WHAT THIS TASK INVOLVES: In the listing below, how many lines carry the word "matching"? Reply with only the number.

══════

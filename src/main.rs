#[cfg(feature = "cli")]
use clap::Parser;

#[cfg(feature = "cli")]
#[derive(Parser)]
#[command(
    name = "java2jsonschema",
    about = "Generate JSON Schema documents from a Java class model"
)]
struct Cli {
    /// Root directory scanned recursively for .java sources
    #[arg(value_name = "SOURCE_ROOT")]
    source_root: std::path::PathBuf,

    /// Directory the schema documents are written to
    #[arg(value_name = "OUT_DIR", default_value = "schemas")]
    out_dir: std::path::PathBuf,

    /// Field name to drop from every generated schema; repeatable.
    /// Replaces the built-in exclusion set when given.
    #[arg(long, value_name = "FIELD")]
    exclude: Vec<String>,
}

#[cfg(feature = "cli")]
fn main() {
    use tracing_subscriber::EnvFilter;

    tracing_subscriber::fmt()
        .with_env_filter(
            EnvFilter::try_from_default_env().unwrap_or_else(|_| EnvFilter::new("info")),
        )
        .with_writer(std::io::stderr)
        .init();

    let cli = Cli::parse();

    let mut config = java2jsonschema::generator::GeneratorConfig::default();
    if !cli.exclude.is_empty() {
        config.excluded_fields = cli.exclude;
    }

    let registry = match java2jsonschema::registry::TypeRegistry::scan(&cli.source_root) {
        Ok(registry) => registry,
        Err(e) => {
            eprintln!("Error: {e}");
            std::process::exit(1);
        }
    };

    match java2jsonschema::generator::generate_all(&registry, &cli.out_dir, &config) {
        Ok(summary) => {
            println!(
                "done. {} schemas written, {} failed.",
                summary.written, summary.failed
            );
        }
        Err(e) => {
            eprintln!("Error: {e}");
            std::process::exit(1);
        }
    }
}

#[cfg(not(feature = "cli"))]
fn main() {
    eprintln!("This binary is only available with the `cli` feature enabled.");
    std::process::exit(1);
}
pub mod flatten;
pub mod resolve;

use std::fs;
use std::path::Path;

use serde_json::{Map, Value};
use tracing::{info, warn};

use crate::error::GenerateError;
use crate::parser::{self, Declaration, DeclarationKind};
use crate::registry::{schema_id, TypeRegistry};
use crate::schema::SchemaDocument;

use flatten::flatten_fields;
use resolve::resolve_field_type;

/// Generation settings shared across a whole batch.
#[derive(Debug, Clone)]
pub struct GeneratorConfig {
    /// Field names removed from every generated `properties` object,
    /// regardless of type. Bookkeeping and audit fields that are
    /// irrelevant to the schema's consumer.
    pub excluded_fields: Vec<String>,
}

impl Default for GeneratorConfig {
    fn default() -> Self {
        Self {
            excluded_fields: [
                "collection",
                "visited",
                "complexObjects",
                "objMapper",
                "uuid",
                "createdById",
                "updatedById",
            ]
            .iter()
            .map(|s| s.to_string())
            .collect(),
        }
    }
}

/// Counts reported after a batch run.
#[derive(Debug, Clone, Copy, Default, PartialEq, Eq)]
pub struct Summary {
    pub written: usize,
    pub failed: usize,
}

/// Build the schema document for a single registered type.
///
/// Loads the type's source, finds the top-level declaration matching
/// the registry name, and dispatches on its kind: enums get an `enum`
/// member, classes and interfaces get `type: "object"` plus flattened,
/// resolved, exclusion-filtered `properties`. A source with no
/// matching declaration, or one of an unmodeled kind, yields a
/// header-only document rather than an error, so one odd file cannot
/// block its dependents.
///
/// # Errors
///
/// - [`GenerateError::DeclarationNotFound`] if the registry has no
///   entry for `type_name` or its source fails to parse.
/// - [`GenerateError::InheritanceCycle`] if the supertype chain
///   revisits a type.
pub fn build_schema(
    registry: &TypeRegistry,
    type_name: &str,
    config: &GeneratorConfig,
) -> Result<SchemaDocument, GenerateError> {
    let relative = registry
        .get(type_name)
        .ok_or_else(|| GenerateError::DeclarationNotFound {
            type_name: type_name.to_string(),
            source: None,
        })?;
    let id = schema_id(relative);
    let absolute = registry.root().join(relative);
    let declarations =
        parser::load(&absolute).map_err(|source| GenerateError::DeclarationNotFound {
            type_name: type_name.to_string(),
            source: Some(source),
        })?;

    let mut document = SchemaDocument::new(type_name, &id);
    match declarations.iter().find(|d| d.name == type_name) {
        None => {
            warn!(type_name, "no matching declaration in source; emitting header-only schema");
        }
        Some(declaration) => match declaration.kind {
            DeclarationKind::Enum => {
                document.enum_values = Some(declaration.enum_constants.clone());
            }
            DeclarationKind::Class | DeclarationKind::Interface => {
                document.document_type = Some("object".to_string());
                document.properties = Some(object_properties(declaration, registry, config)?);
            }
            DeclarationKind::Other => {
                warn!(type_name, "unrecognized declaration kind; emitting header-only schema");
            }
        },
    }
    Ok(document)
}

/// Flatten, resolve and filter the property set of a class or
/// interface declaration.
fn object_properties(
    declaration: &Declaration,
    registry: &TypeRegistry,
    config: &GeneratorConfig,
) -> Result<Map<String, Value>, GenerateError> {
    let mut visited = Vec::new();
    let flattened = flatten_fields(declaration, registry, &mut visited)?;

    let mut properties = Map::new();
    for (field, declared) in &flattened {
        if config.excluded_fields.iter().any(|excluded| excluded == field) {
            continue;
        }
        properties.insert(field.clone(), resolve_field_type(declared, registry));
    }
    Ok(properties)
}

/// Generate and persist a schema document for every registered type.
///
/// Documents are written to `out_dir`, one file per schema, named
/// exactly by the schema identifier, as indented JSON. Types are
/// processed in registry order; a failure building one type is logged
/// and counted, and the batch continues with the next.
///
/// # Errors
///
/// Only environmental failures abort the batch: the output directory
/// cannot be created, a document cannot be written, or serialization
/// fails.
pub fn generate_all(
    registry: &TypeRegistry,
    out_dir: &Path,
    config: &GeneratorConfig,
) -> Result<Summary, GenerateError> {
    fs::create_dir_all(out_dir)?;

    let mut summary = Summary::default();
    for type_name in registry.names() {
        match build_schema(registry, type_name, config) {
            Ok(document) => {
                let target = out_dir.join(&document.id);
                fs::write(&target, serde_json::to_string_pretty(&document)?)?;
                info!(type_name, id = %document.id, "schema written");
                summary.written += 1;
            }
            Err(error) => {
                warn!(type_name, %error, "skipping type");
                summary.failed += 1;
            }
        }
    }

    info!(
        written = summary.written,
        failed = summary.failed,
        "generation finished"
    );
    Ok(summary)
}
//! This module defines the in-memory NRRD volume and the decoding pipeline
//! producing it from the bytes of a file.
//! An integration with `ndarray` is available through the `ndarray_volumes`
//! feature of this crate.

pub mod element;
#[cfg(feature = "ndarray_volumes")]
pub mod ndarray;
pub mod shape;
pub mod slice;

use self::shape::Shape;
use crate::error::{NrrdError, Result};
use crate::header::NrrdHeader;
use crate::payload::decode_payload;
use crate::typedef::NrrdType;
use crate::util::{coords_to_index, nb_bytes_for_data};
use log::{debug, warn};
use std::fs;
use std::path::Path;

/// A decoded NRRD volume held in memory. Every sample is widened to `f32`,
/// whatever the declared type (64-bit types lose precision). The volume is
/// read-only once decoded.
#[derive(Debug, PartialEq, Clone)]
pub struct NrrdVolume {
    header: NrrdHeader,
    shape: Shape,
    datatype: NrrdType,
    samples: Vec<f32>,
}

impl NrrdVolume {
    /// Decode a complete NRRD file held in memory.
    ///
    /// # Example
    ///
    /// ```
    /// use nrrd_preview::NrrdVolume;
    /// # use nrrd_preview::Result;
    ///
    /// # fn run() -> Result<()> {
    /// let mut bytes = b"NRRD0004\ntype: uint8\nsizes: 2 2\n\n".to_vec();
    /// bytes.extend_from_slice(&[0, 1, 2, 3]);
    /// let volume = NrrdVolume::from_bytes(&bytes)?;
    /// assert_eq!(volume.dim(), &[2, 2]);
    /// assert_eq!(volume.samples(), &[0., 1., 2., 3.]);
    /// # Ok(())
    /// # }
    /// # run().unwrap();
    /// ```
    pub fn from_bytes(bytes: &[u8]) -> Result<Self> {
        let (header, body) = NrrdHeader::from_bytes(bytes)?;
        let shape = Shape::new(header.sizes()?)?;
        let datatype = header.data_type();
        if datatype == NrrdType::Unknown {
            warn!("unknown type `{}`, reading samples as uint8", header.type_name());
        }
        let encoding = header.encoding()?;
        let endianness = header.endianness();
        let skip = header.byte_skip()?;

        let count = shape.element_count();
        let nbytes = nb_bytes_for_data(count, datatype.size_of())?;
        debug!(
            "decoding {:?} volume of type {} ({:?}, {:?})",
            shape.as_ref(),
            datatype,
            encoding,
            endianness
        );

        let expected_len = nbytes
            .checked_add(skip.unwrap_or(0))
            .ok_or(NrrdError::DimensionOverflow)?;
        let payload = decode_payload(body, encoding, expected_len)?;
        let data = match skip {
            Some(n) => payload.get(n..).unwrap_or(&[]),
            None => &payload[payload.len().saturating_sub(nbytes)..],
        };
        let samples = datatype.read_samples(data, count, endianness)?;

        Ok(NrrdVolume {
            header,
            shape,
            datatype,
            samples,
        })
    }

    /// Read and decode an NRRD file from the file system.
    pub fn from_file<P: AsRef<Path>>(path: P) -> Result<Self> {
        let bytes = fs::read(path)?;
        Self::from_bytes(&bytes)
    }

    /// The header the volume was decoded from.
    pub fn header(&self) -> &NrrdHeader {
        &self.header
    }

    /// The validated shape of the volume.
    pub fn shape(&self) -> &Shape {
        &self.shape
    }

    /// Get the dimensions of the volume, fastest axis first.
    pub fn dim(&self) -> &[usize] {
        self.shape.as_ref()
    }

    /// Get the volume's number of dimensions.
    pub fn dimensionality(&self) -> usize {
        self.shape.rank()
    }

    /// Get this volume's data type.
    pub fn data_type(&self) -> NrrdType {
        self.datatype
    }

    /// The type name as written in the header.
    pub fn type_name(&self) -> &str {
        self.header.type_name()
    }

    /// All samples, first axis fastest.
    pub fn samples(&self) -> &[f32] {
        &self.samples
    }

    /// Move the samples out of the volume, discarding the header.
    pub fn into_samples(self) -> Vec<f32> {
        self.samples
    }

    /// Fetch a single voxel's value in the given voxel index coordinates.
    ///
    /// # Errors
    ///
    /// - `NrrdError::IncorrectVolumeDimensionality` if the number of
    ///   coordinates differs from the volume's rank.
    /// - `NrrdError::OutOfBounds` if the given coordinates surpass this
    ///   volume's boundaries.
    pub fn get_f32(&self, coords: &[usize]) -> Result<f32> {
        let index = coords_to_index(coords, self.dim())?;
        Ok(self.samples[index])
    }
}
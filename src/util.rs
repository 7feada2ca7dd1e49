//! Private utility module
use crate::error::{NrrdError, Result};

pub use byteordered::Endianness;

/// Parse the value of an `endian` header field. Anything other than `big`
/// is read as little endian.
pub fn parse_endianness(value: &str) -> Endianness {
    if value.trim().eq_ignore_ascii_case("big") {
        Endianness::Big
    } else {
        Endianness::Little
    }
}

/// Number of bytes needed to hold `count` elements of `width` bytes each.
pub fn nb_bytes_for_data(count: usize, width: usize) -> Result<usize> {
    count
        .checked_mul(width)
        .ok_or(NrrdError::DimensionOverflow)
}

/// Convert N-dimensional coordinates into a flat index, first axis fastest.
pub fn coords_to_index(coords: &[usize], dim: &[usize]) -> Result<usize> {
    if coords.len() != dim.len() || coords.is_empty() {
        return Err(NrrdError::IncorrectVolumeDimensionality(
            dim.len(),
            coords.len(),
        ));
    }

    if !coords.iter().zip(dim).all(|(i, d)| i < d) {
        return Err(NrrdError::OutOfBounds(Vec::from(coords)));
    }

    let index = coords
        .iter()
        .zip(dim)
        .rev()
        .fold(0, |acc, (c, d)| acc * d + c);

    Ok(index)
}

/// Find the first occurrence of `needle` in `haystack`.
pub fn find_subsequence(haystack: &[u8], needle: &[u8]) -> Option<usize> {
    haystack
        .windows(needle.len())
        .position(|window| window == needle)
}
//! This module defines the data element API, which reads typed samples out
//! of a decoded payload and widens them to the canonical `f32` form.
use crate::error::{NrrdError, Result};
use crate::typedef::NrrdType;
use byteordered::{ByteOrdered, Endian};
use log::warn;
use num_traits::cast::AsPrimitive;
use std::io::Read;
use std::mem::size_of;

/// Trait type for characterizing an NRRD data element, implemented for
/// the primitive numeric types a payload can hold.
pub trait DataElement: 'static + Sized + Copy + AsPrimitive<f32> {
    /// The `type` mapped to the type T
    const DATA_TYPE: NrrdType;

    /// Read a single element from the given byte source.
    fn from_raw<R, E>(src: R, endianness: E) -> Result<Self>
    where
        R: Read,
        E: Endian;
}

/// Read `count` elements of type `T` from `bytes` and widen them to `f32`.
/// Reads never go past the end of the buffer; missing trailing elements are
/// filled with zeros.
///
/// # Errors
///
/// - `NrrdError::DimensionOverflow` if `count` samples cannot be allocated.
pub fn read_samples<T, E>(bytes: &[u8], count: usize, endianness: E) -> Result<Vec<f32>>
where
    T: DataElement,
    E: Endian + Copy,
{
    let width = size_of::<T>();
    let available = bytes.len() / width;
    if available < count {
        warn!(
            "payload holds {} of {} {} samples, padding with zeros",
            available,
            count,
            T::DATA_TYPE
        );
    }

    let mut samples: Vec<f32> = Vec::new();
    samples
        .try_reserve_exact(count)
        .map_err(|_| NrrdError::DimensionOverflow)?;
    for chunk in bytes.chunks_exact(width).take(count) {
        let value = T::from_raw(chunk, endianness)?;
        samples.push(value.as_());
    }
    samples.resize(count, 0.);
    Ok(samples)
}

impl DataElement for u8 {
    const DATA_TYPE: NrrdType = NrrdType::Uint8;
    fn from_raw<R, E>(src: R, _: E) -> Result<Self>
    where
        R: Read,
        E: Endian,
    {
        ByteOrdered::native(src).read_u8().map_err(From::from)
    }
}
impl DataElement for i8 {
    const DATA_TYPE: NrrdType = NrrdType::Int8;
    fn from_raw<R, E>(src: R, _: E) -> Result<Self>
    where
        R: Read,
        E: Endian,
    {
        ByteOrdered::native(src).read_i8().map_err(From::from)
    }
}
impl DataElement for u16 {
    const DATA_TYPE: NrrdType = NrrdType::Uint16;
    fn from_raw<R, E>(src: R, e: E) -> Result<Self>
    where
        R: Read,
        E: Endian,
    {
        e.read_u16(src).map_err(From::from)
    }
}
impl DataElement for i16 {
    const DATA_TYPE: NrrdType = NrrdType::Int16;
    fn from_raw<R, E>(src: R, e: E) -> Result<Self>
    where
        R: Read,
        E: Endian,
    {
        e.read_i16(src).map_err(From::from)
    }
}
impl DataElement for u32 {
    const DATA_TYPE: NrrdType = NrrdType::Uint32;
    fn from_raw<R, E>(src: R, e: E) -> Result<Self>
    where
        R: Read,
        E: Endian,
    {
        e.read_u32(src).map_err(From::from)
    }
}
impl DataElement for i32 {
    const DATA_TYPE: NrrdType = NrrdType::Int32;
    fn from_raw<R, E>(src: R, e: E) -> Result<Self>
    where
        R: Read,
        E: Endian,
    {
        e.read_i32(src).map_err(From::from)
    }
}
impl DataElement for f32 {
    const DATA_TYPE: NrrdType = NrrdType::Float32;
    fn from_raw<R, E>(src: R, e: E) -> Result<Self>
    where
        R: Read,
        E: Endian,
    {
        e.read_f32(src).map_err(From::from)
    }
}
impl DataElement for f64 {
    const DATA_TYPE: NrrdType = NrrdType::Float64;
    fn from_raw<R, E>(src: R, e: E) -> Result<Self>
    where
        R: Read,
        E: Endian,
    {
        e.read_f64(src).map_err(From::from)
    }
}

══════

TASK SOLUTION: 3